Okay- a friend of friend is having a baby and I'm friends with her on Facebook. She planned to breastfeed her new baby so I offered a few weeks before the baby's arrival that if she needed support/advice/had questions that she could get a hold of me and that I was training for this. Well she messaged me a few days ago. She addressed me in what I intrepreted as rude, and I brushed it off.

Anyway, she explained that baby had a good latch but she had sore nipples and they were chapped/cracked. She said it was only painful in the beginning. I basically explained to her that in the first few weeks (baby is 1.5 weeks) that is mostly normal and to keep applying lanolin after each feeding and use cotton pads instead of disposable. I also gave her some advice to keep switching sides to prevent engorment and to to break the latch with finger if you need to unlatch baby instead of pulling away. I also said to put some of her milk on her cracks to help prevent infection. I thought this would be good advice, but as I am in the beginning of training, I was mostly speaking from experience but also used my training manuals for reference. 

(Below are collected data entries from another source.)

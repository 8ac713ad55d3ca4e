//! Shared primitives for all Rust crates in Tallyboard.

#![forbid(unsafe_code)]

/// Authentication primitives shared across services.
pub mod auth;

use serde::{Deserialize, Serialize};
use thiserror::Error;

pub use auth::AccessToken;

/// Result type used across Tallyboard crates.
pub type AppResult<T> = Result<T, AppError>;

/// A validated non-empty UTF-8 string.
#[derive(Debug, Clone, PartialEq, Eq, Hash, Serialize, Deserialize)]
pub struct NonEmptyString(String);

impl NonEmptyString {
    /// Creates a validated non-empty string.
    pub fn new(value: impl Into<String>) -> AppResult<Self> {
        let value = value.into();
        if value.trim().is_empty() {
            return Err(AppError::Validation(
                "value must not be empty or whitespace".to_owned(),
            ));
        }

        Ok(Self(value))
    }

    /// Returns the underlying string slice.
    #[must_use]
    pub fn as_str(&self) -> &str {
        self.0.as_str()
    }
}

impl From<NonEmptyString> for String {
    fn from(value: NonEmptyString) -> Self {
        value.0
    }
}

/// Common application error categories.
#[derive(Debug, Clone, PartialEq, Eq, Error)]
pub enum AppError {
    /// Invalid input or violated invariant.
    #[error("validation error: {0}")]
    Validation(String),

    /// Requested resource does not exist.
    #[error("not found: {0}")]
    NotFound(String),

    /// Write operation conflicts with existing state.
    #[error("conflict: {0}")]
    Conflict(String),

    /// Caller is not authenticated, usually a missing or expired token.
    #[error("unauthorized: {0}")]
    Unauthorized(String),

    /// Caller is authenticated but the backend refused the operation.
    #[error("forbidden: {0}")]
    Forbidden(String),

    /// The request never produced a response.
    #[error("transport error: {0}")]
    Transport(String),

    /// The backend answered with a non-success status.
    #[error("upstream returned status {status}: {message}")]
    UpstreamStatus {
        /// HTTP status code.
        status: u16,
        /// Error message extracted from the response body.
        message: String,
    },

    /// The response body did not have the expected JSON shape.
    #[error("decode error: {0}")]
    Decode(String),

    /// The owner of the request went away before it finished.
    #[error("request cancelled")]
    Cancelled,

    /// Internal unexpected error.
    #[error("internal error: {0}")]
    Internal(String),
}

impl AppError {
    /// Returns true when the error only signals cancellation.
    #[must_use]
    pub fn is_cancelled(&self) -> bool {
        matches!(self, Self::Cancelled)
    }
}
use async_trait::async_trait;
use reqwest::Method;
use tallyboard_application::{PermissionInput, RbacApi, RoleInput};
use tallyboard_core::AppResult;
use tallyboard_domain::{
    Assignment, AssignmentId, BulkPermissionRequest, Permission, PermissionId, Role, RoleId, User,
    UserId,
};

use super::HttpDashboardApi;
use crate::envelope::{decode_items, decode_resource};
use crate::wire::{
    AssignmentRequest, AssignmentWire, BulkPermissionWireRequest, PermissionRequest,
    PermissionWire, RoleRequest, RoleWire, UserWire,
};

fn role_request(input: &RoleInput) -> RoleRequest<'_> {
    RoleRequest {
        name: input.name.as_str(),
        display_name: input.display_name.as_str(),
        description: input.description.as_str(),
        permission_ids: input.permission_ids.iter().map(PermissionId::as_str).collect(),
    }
}

fn permission_request(input: &PermissionInput) -> PermissionRequest<'_> {
    PermissionRequest {
        name: input.name.as_str(),
        description: input.description.as_str(),
        resource: input.resource.as_deref(),
    }
}

#[async_trait]
impl RbacApi for HttpDashboardApi {
    async fn list_users(&self) -> AppResult<Vec<User>> {
        let body = self.get(&["admin", "users"]).await?;
        decode_items(body, "users", UserWire::into_domain)
    }

    async fn list_roles(&self) -> AppResult<Vec<Role>> {
        let body = self.get(&["admin", "roles"]).await?;
        decode_items(body, "roles", RoleWire::into_domain)
    }

    async fn list_permissions(&self) -> AppResult<Vec<Permission>> {
        let body = self.get(&["admin", "permissions"]).await?;
        decode_items(body, "permissions", PermissionWire::into_domain)
    }

    async fn list_role_assignments(&self) -> AppResult<Vec<Assignment>> {
        let body = self.get(&["admin", "role-assignments"]).await?;
        decode_items(body, "role_assignments", AssignmentWire::into_domain)
    }

    async fn assign_role(&self, user_id: &UserId, role_id: &RoleId) -> AppResult<Assignment> {
        let request = AssignmentRequest {
            user_id: user_id.as_str(),
            role_id: role_id.as_str(),
        };
        let body = self
            .send(Method::POST, &["admin", "role-assignments"], Some(&request))
            .await?;
        decode_resource::<AssignmentWire>(body, "assignment")?.into_domain()
    }

    async fn revoke_role(
        &self,
        user_id: &UserId,
        role_id: &RoleId,
        assignment_id: Option<&AssignmentId>,
    ) -> AppResult<()> {
        match assignment_id {
            Some(assignment_id) => {
                self.send::<()>(
                    Method::DELETE,
                    &["admin", "role-assignments", assignment_id.as_str()],
                    None,
                )
                .await?;
            }
            None => {
                let request = AssignmentRequest {
                    user_id: user_id.as_str(),
                    role_id: role_id.as_str(),
                };
                self.send(
                    Method::DELETE,
                    &["admin", "role-assignments"],
                    Some(&request),
                )
                    .await?;
            }
        }

        Ok(())
    }

    async fn create_role(&self, input: RoleInput) -> AppResult<Role> {
        let body = self
            .send(
                Method::POST,
                &["admin", "roles"],
                Some(&role_request(&input)),
            )
            .await?;
        decode_resource::<RoleWire>(body, "role")?.into_domain()
    }

    async fn update_role(&self, role_id: &RoleId, input: RoleInput) -> AppResult<Role> {
        let body = self
            .send(
                Method::PUT,
                &["admin", "roles", role_id.as_str()],
                Some(&role_request(&input)),
            )
            .await?;
        decode_resource::<RoleWire>(body, "role")?.into_domain()
    }

    async fn delete_role(&self, role_id: &RoleId) -> AppResult<()> {
        self.send::<()>(Method::DELETE, &["admin", "roles", role_id.as_str()], None)
            .await?;
        Ok(())
    }

    async fn create_permission(&self, input: PermissionInput) -> AppResult<Permission> {
        let body = self
            .send(
                Method::POST,
                &["admin", "permissions"],
                Some(&permission_request(&input)),
            )
            .await?;
        decode_resource::<PermissionWire>(body, "permission")?.into_domain()
    }

    async fn update_permission(
        &self,
        permission_id: &PermissionId,
        input: PermissionInput,
    ) -> AppResult<Permission> {
        let body = self
            .send(
                Method::PUT,
                &["admin", "permissions", permission_id.as_str()],
                Some(&permission_request(&input)),
            )
            .await?;
        decode_resource::<PermissionWire>(body, "permission")?.into_domain()
    }

    async fn delete_permission(&self, permission_id: &PermissionId) -> AppResult<()> {
        self.send::<()>(
            Method::DELETE,
            &["admin", "permissions", permission_id.as_str()],
            None,
        )
        .await?;
        Ok(())
    }

    async fn apply_bulk_permission_operation(
        &self,
        request: BulkPermissionRequest,
    ) -> AppResult<()> {
        let wire = BulkPermissionWireRequest {
            permission_ids: request
                .permission_ids()
                .iter()
                .map(PermissionId::as_str)
                .collect(),
            operation: request.operation().as_str(),
            role_id: request.target_role_id().map(RoleId::as_str),
        };
        self.send(Method::POST, &["admin", "permissions", "bulk"], Some(&wire))
            .await?;
        Ok(())
    }
}
use chrono::{DateTime, Utc};
use tallyboard_application::Clock;

/// Wall clock in UTC.
#[derive(Clone, Copy, Debug, Default)]
pub struct SystemClock;

impl Clock for SystemClock {
    fn now(&self) -> DateTime<Utc> {
        Utc::now()
    }
}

Well I just get on Facebook and this is her status "lactation consultants are a joke! they literally are just broken records that say the same useless crap over and over! jus saying".

This made me feel horrible, but asked a few people who have a lot of experience with breastfeeding and they told me that I gave great advice. 

I am torn right now, because I want their breastfeeding relationship to be successful but at the same time, I don't want to waste my time helping someone if they are going to be rude. How would you handle this? Should I follow up with her and make sure everything is going alright and ignore this?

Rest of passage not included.